From this article, an on-the-nose quote from an analyst at ARC:
The decline in OPEC spare capacity comes as global investment in new exploration is also at multi-year lows. According to consultancy firm Wood Mackenzie, new oil discoveries are at their lowest levels in decades, with only about 2.7 billion barrels of new supply discovered in 2015.
The low level of new discoveries is led by the world’s supermajors like ExxonMobil, Royal Dutch Shell Plc and British Petroleum, which have slashed capital expenditures amid the prolonged slump in oil markets. Ambitious exploration projects, like Shell’s venture into the Arctic, have been shelved in order to preserve cash to cover daily operations and dividends.
The cut in spending has led to expectations that the world could face an oil shortage in coming years, which could be exacerbated by low below-ground storage.

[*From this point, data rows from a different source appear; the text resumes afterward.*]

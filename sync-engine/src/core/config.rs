/// 同步引擎配置 - 终端同步的所有配置项
///
/// # 环境变量
///
/// 所有配置项都可以通过环境变量覆盖：
///
/// | 环境变量 | 默认值 | 说明 |
/// |----------|--------|------|
/// | WORK_DIR | /var/lib/pos/terminal | 工作目录（本地数据库文件） |
/// | CLOUD_URL | http://localhost:4000 | 云端数据 API 地址 |
/// | REQUEST_TIMEOUT_MS | 30000 | 单次云端请求超时(毫秒) |
/// | SYNC_BATCH_MAX_ITEMS | 32 | 单批派发的最大条目数 |
/// | SYNC_BATCH_MAX_BYTES | 262144 | 单批派发的最大字节数 |
/// | SYNC_MAX_IN_FLIGHT | 8 | 同时在途的最大实体数 |
/// | SYNC_MAX_ATTEMPTS | 8 | 单条变更的最大重试次数 |
/// | SYNC_RETRY_BASE_MS | 5000 | 重试退避基础间隔(毫秒) |
/// | SYNC_RETRY_MAX_MS | 300000 | 重试退避最大间隔(毫秒) |
/// | PULL_INTERVAL_SECS | 60 | 对账拉取周期(秒) |
/// | PULL_PAGE_LIMIT | 500 | 单次拉取的最大记录数 |
/// | SCAN_INTERVAL_SECS | 30 | 队列扫描周期(秒) |
/// | GUARD_RETENTION_SECS | 604800 | 幂等记录保留时长(秒) |
///
/// # 示例
///
/// ```ignore
/// WORK_DIR=/data/terminal CLOUD_URL=https://cloud.example.com cargo run
/// ```
#[derive(Debug, Clone)]
pub struct Config {
    /// 工作目录，存储本地数据库文件
    pub work_dir: String,
    /// 云端数据 API 基础地址
    pub cloud_url: String,
    /// 单次云端请求超时 (毫秒)
    pub request_timeout_ms: u64,

    // === 派发批次限制 ===
    /// 单批最大条目数
    pub batch_max_items: usize,
    /// 单批最大字节数 (序列化后的 payload 大小)
    pub batch_max_bytes: usize,
    /// 同时在途的最大实体数
    pub max_entities_in_flight: usize,

    // === 重试策略 ===
    /// 单条变更的最大尝试次数，超过后转为永久失败
    pub max_attempts: u32,
    /// 退避基础间隔 (毫秒)
    pub retry_base_delay_ms: u64,
    /// 退避最大间隔 (毫秒)
    pub retry_max_delay_ms: u64,

    // === 对账拉取 ===
    /// 拉取周期 (秒)
    pub pull_interval_secs: u64,
    /// 单页最大记录数
    pub pull_page_limit: u32,

    // === 维护 ===
    /// 队列扫描周期 (秒)，兼做幂等记录清理
    pub scan_interval_secs: u64,
    /// 幂等记录保留时长 (秒)
    pub guard_retention_secs: u64,
}

impl Config {
    /// 从环境变量加载配置
    ///
    /// 如果环境变量未设置，使用默认值
    pub fn from_env() -> Self {
        Self {
            work_dir: std::env::var("WORK_DIR").unwrap_or_else(|_| "/var/lib/pos/terminal".into()),
            cloud_url: std::env::var("CLOUD_URL")
                .unwrap_or_else(|_| "http://localhost:4000".into()),
            request_timeout_ms: env_parse("REQUEST_TIMEOUT_MS", 30_000),
            batch_max_items: env_parse("SYNC_BATCH_MAX_ITEMS", 32),
            batch_max_bytes: env_parse("SYNC_BATCH_MAX_BYTES", 256 * 1024),
            max_entities_in_flight: env_parse("SYNC_MAX_IN_FLIGHT", 8),
            max_attempts: env_parse("SYNC_MAX_ATTEMPTS", 8),
            retry_base_delay_ms: env_parse("SYNC_RETRY_BASE_MS", 5_000),
            retry_max_delay_ms: env_parse("SYNC_RETRY_MAX_MS", 300_000),
            pull_interval_secs: env_parse("PULL_INTERVAL_SECS", 60),
            pull_page_limit: env_parse("PULL_PAGE_LIMIT", 500),
            scan_interval_secs: env_parse("SCAN_INTERVAL_SECS", 30),
            guard_retention_secs: env_parse("GUARD_RETENTION_SECS", 7 * 24 * 3600),
        }
    }

    /// 使用自定义值覆盖部分配置
    ///
    /// 常用于测试场景
    pub fn with_overrides(work_dir: impl Into<String>, cloud_url: impl Into<String>) -> Self {
        let mut config = Self::from_env();
        config.work_dir = work_dir.into();
        config.cloud_url = cloud_url.into();
        config
    }

    /// 本地数据库文件路径
    pub fn db_path(&self) -> std::path::PathBuf {
        std::path::Path::new(&self.work_dir).join("terminal-sync.redb")
    }
}

fn env_parse<T: std::str::FromStr>(key: &str, default: T) -> T {
    std::env::var(key)
        .ok()
        .and_then(|v| v.parse().ok())
        .unwrap_or(default)
}

#[cfg(test)]
mod tests {
    use super::*;

    #[test]
    fn test_overrides() {
        let config = Config::with_overrides("/tmp/sync-test", "http://cloud.test");
        assert_eq!(config.work_dir, "/tmp/sync-test");
        assert_eq!(config.cloud_url, "http://cloud.test");
        assert_eq!(config.db_path().file_name().unwrap(), "terminal-sync.redb");
    }
}
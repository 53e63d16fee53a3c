//! Retry backoff policy
//!
//! Exponential backoff with jitter, capped. Shared by the dispatcher (per
//! mutation entry) and the reconciliation puller (per failed pull round).

use rand::Rng;
use shared::util::now_millis;

/// Exponential backoff: `base * 2^attempt`, capped at `max`, ±25% jitter
#[derive(Debug, Clone)]
pub struct BackoffPolicy {
    pub base_delay_ms: u64,
    pub max_delay_ms: u64,
}

impl BackoffPolicy {
    pub fn new(base_delay_ms: u64, max_delay_ms: u64) -> Self {
        Self {
            base_delay_ms,
            max_delay_ms,
        }
    }

    /// Delay before attempt `attempt + 1` (0-based count of failures so far)
    pub fn delay_ms(&self, attempt: u32) -> u64 {
        let exponent = attempt.min(20);
        let delay = self
            .base_delay_ms
            .saturating_mul(1u64 << exponent)
            .min(self.max_delay_ms);

        // ±25% jitter so a fleet of terminals does not retry in lockstep
        let jitter_span = delay / 4;
        if jitter_span == 0 {
            return delay;
        }
        let jitter = rand::thread_rng().gen_range(0..=jitter_span * 2);
        delay - jitter_span + jitter
    }

    /// Absolute retry deadline in unix millis
    pub fn next_attempt_at(&self, attempt: u32) -> i64 {
        now_millis() + self.delay_ms(attempt) as i64
    }
}
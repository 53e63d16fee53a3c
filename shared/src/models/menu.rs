//! Menu Catalog Models
//!
//! Cloud-authoritative: the terminal only ever receives these through the
//! reconciliation pull, never mutates them locally.

use serde::{Deserialize, Serialize};

/// Menu item entity
#[derive(Debug, Clone, Serialize, Deserialize)]
pub struct MenuItem {
    pub id: String,
    pub name: String,
    pub category: String,
    /// Price in currency unit
    pub price: f64,
    pub is_active: bool,
    /// Routing hint for the kitchen display (e.g. "bar", "hot_kitchen")
    pub kds_routing: Option<String>,
    pub sort_order: i32,
    pub version: u64,
    pub created_at: i64,
    pub updated_at: i64,
}

/// Modifier option group (milk type, size, ...)
#[derive(Debug, Clone, Serialize, Deserialize)]
pub struct OptionGroup {
    pub id: String,
    pub name: String,
    /// Menu item this group applies to
    pub menu_item_id: String,
    pub is_required: bool,
    pub options: Vec<OptionValue>,
    pub version: u64,
    pub created_at: i64,
    pub updated_at: i64,
}

/// A single selectable option within a group
#[derive(Debug, Clone, Serialize, Deserialize)]
pub struct OptionValue {
    pub id: String,
    pub name: String,
    /// Price adjustment in currency unit (may be negative)
    pub price_adjustment: f64,
}
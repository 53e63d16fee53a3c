//! Terminal Sync Engine - 离线优先终端同步引擎
//!
//! # 架构概述
//!
//! 本模块让 POS/KDS 终端在断网时继续接单，恢复连接后与云端权威数据库
//! 对账，保证不丢单、不重复：
//!
//! - **本地存储** (`store`): 嵌入式 redb 存储（业务实体 + 变更队列）
//! - **派发器** (`sync::dispatcher`): 后台循环，将队列变更推送到云端
//! - **冲突解决** (`sync::resolver`): 按实体类型的冲突解决策略
//! - **对账拉取** (`sync::puller`): 周期性拉取云端权威数据
//! - **云端接口** (`remote`): 请求/响应数据 API 客户端
//!
//! # 模块结构
//!
//! ```text
//! sync-engine/src/
//! ├── core/          # 配置、后台任务管理
//! ├── store/         # 本地存储（实体 + 变更队列 + 幂等保护）
//! ├── sync/          # 派发器、冲突解决、对账拉取、退避
//! ├── remote/        # 云端 API 客户端
//! ├── engine.rs      # 对外门面
//! └── utils/         # 错误、日志
//! ```

pub mod core;
pub mod engine;
pub mod remote;
pub mod store;
pub mod sync;
pub mod utils;

// Re-export 公共类型
pub use core::{BackgroundTasks, Config, TaskKind};
pub use engine::SyncEngine;
pub use remote::{HttpRemoteStore, RemoteError, RemoteStore};
pub use store::{LocalStore, MutationEntry, MutationStatus, QueueStats, StoreError, VersionedRecord};
pub use utils::{SyncError, SyncResult};

// Re-export logger functions
pub use utils::logger::{init_logger, init_logger_with_file};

In the past, Saudi Arabia’s spare capacity was typically brought online only to replace sudden and unforeseen outages, Forrest says. And spare capacity has also tended to be low when prices are high: In 2008, when WTI was over $120, spare capacity was less than 1.5 million barrels per day.
That presents a historical anomaly, Forrest says, and leaves markets particularly exposed in the event of a supply shortage.
“If we do get into a situation where demand keeps growing but the investment isn’t there to add the supply that’s needed, the fact that there’s very little spare capacity I think will cause the market some concern,” Forrest says.